8. Monitor and Verify:

   • Continuously monitor the health of nodes and pods after each upgrade to ensure everything is running smoothly.

Planning Your Upgrade

1. Backup Plan

• Take ETCD snapshots and Rancher backups before starting any upgrades.

2. Prepare a Change Control Plan

• Scheduled Windows:
  • Rancher upgrade: 30 minutes (+30 minutes for rollback)
  • Kubernetes upgrade: 60 minutes (or longer for large clusters)
• Effect and Impact:
  • Rancher upgrades: Only management functions are affected; running workloads remain unaffected.
  • Kubernetes upgrades: May cause short network blips as ingress controllers restart.

3. Maintenance Window Recommendations

• Rancher Upgrade: No strict window, but pause CI/CD pipelines.
• Kubernetes Local Cluster: Prefer quiet hours to minimize disruptions.
• Downstream Clusters: Use a maintenance window to avoid impact on production workloads.

Rancher Upgrade Procedure

Rancher Backup Operator: The Key to Seamless Upgrades

The Rancher Backup Operator automates backup and restore operations, ensuring you can recover quickly in case of a failed upgrade.

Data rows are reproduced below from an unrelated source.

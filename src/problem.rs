//! RFC 7807 Problem Details (`spec.md` §4.10), grounded on the original core's
//! `problem.hpp`.

use std::collections::BTreeMap;

use serde::Serialize;

use crate::http::Response;

/// `{ "type", "title", "status", "detail"?, "instance"?, <extensions> }` per RFC 7807.
/// Extension ordering is not part of the contract; a `BTreeMap` is used purely for
/// deterministic test output, not because callers may rely on any particular order.
#[derive(Debug, Clone, Serialize)]
pub struct ProblemDetails {
    #[serde(rename = "type")]
    pub problem_type: String,
    pub title: String,
    pub status: u16,
    #[serde(skip_serializing_if = "Option::is_none")]
    pub detail: Option<String>,
    #[serde(skip_serializing_if = "Option::is_none")]
    pub instance: Option<String>,
    #[serde(flatten)]
    pub extensions: BTreeMap<String, String>,
}

impl ProblemDetails {
    fn new(status: u16, title: &str, detail: &str) -> Self {
        ProblemDetails {
            problem_type: "about:blank".to_string(),
            title: title.to_string(),
            status,
            detail: if detail.is_empty() { None } else { Some(detail.to_string()) },
            instance: None,
            extensions: BTreeMap::new(),
        }
    }

    pub fn with_extension(mut self, key: impl Into<String>, value: impl Into<String>) -> Self {
        self.extensions.insert(key.into(), value.into());
        self
    }

    pub fn with_instance(mut self, instance: impl Into<String>) -> Self {
        self.instance = Some(instance.into());
        self
    }

    pub fn bad_request(detail: &str) -> Self {
        Self::new(400, "Bad Request", detail)
    }

    pub fn unauthorized(detail: &str) -> Self {
        Self::new(401, "Unauthorized", detail)
    }

    pub fn forbidden(detail: &str) -> Self {
        Self::new(403, "Forbidden", detail)
    }

    pub fn not_found(detail: &str) -> Self {
        Self::new(404, "Not Found", detail)
    }

    pub fn method_not_allowed(detail: &str) -> Self {
        Self::new(405, "Method Not Allowed", detail)
    }

    pub fn not_acceptable(detail: &str) -> Self {
        Self::new(406, "Not Acceptable", detail)
    }

    pub fn conflict(detail: &str) -> Self {
        Self::new(409, "Conflict", detail)
    }

    pub fn unsupported_media_type(detail: &str) -> Self {
        Self::new(415, "Unsupported Media Type", detail)
    }

    pub fn unprocessable_entity(detail: &str) -> Self {
        Self::new(422, "Unprocessable Entity", detail)
    }

    pub fn internal_server_error(detail: &str) -> Self {
        Self::new(500, "Internal Server Error", detail)
    }

    pub fn service_unavailable(detail: &str) -> Self {
        Self::new(503, "Service Unavailable", detail)
    }

    /// Render into an HTTP response with `Content-Type: application/problem+json`.
    pub fn into_response<'a>(self, arena: &'a crate::arena::Arena) -> Response<'a> {
        let body = serde_json::to_vec(&self).unwrap_or_else(|_| b"{}".to_vec());
        let mut response = Response::with_body(self.status, body);
        response.header_map.insert(
            arena.alloc_str("Content-Type").expect("arena allocation for a short literal cannot fail"),
            arena.alloc_str("application/problem+json").expect("arena allocation for a short literal cannot fail"),
        );
        response
    }
}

Install the Rancher Backup Operator

1. Add the Backup Helm Repository:

   helm repo add rancher-backup https://charts.rancher.io
   helm repo update
   

2. Install the Backup Operator:

   helm install rancher-backup rancher-backup/rancher-backup \
   --namespace cattle-resources-system --create-namespace
   

3. Verify Installation:

   kubectl get pods -n cattle-resources-system
   

Step 1: Backup Rancher with the Backup Operator

1. Create a Backup Resource:

   apiVersion: resources.cattle.io/v1
   kind: Backup
   metadata:
     name: rancher-backup
     namespace: cattle-resources-system
   spec:
     storageLocation:
       s3:
         bucketName: rancher-backups
         folder: daily-backup
         endpoint: s3.amazonaws.com
         credentialSecretName: s3-credentials
   

2. Create an S3 Secret for Backup Storage:

   kubectl create secret generic s3-credentials \
   --namespace cattle-resources-system \
   --from-literal=accessKey=<your-access-key> \
   --from-literal=secretKey=<your-secret-key>
   

3. Apply the Backup Resource:

   kubectl apply -f rancher-backup.yaml
   

4. Check Backup Status:

   kubectl get backups -n cattle-resources-system
   

Step 2: Upgrade Rancher

1. Update Helm Repositories:

   helm repo update
   helm fetch rancher-stable/rancher
   

2. Upgrade Rancher with Helm:

   helm upgrade --install rancher rancher-stable/rancher \
   --namespace cattle-system \
   --set hostname=rancher.example.com \
   --version 2.9.2
   

3. Verify the Upgrade:

   kubectl -n cattle-system rollout status deploy/rancher
   kubectl get pods -n cattle-system -o wide
   

Kubernetes Upgrade Procedure (RKE1/RKE2)

Step 1: Take an ETCD Snapshot

• RKE1:

  rke etcd snapshot-save --config cluster.yaml --name pre-upgrade-$(date '+%Y%m%d%H%M%S')
  

• RKE2:

  etcdctl snapshot save /var/lib/rancher/etcd-snapshots/pre-upgrade-$(date '+%Y%m%d%H%M%S')
  

Step 2: Update the Kubernetes Version

Edit cluster.yaml (RKE1) or config.yaml (RKE2):

kubernetes_version: "v1.28.0-rancher1-1"

Step 3: Perform the Upgrade

• RKE1:

  rke up --config cluster.yaml
  

• RKE2:

  rke2-upgrade --version v1.28.0
  

Verifying and Rolling Back

Verify the Upgrade

Check the health of nodes and pods:

kubectl get nodes -o wide
kubectl get pods --all-namespaces -o wide | grep -v 'Running\|Completed'

Roll Back with Rancher Backup Operator

1. Create a Restore Resource:

   apiVersion: resources.cattle.io/v1
   kind: Restore
   metadata:
     name: rancher-restore
     namespace: cattle-resources-system
   spec:
     backupName: rancher-backup
     storageLocation:
       s3:
         bucketName: rancher-backups
         folder: daily-backup
         endpoint: s3.amazonaws.com
         credentialSecretName: s3-credentials
   

2. Apply the Restore Resource:

   kubectl apply -f rancher-restore.yaml
   

3. Monitor the Restore:

   kubectl get restores -n cattle-resources-system
   

Conclusion

Upgrading Rancher and Kubernetes clusters requires careful planning, regular backups, and thorough testing. Using the Rancher Backup Operator ensures fast recovery from failures. By following the outlined rules, backup strategies, and upgrade procedures, you can minimize disruptions and keep your clusters secure and stable.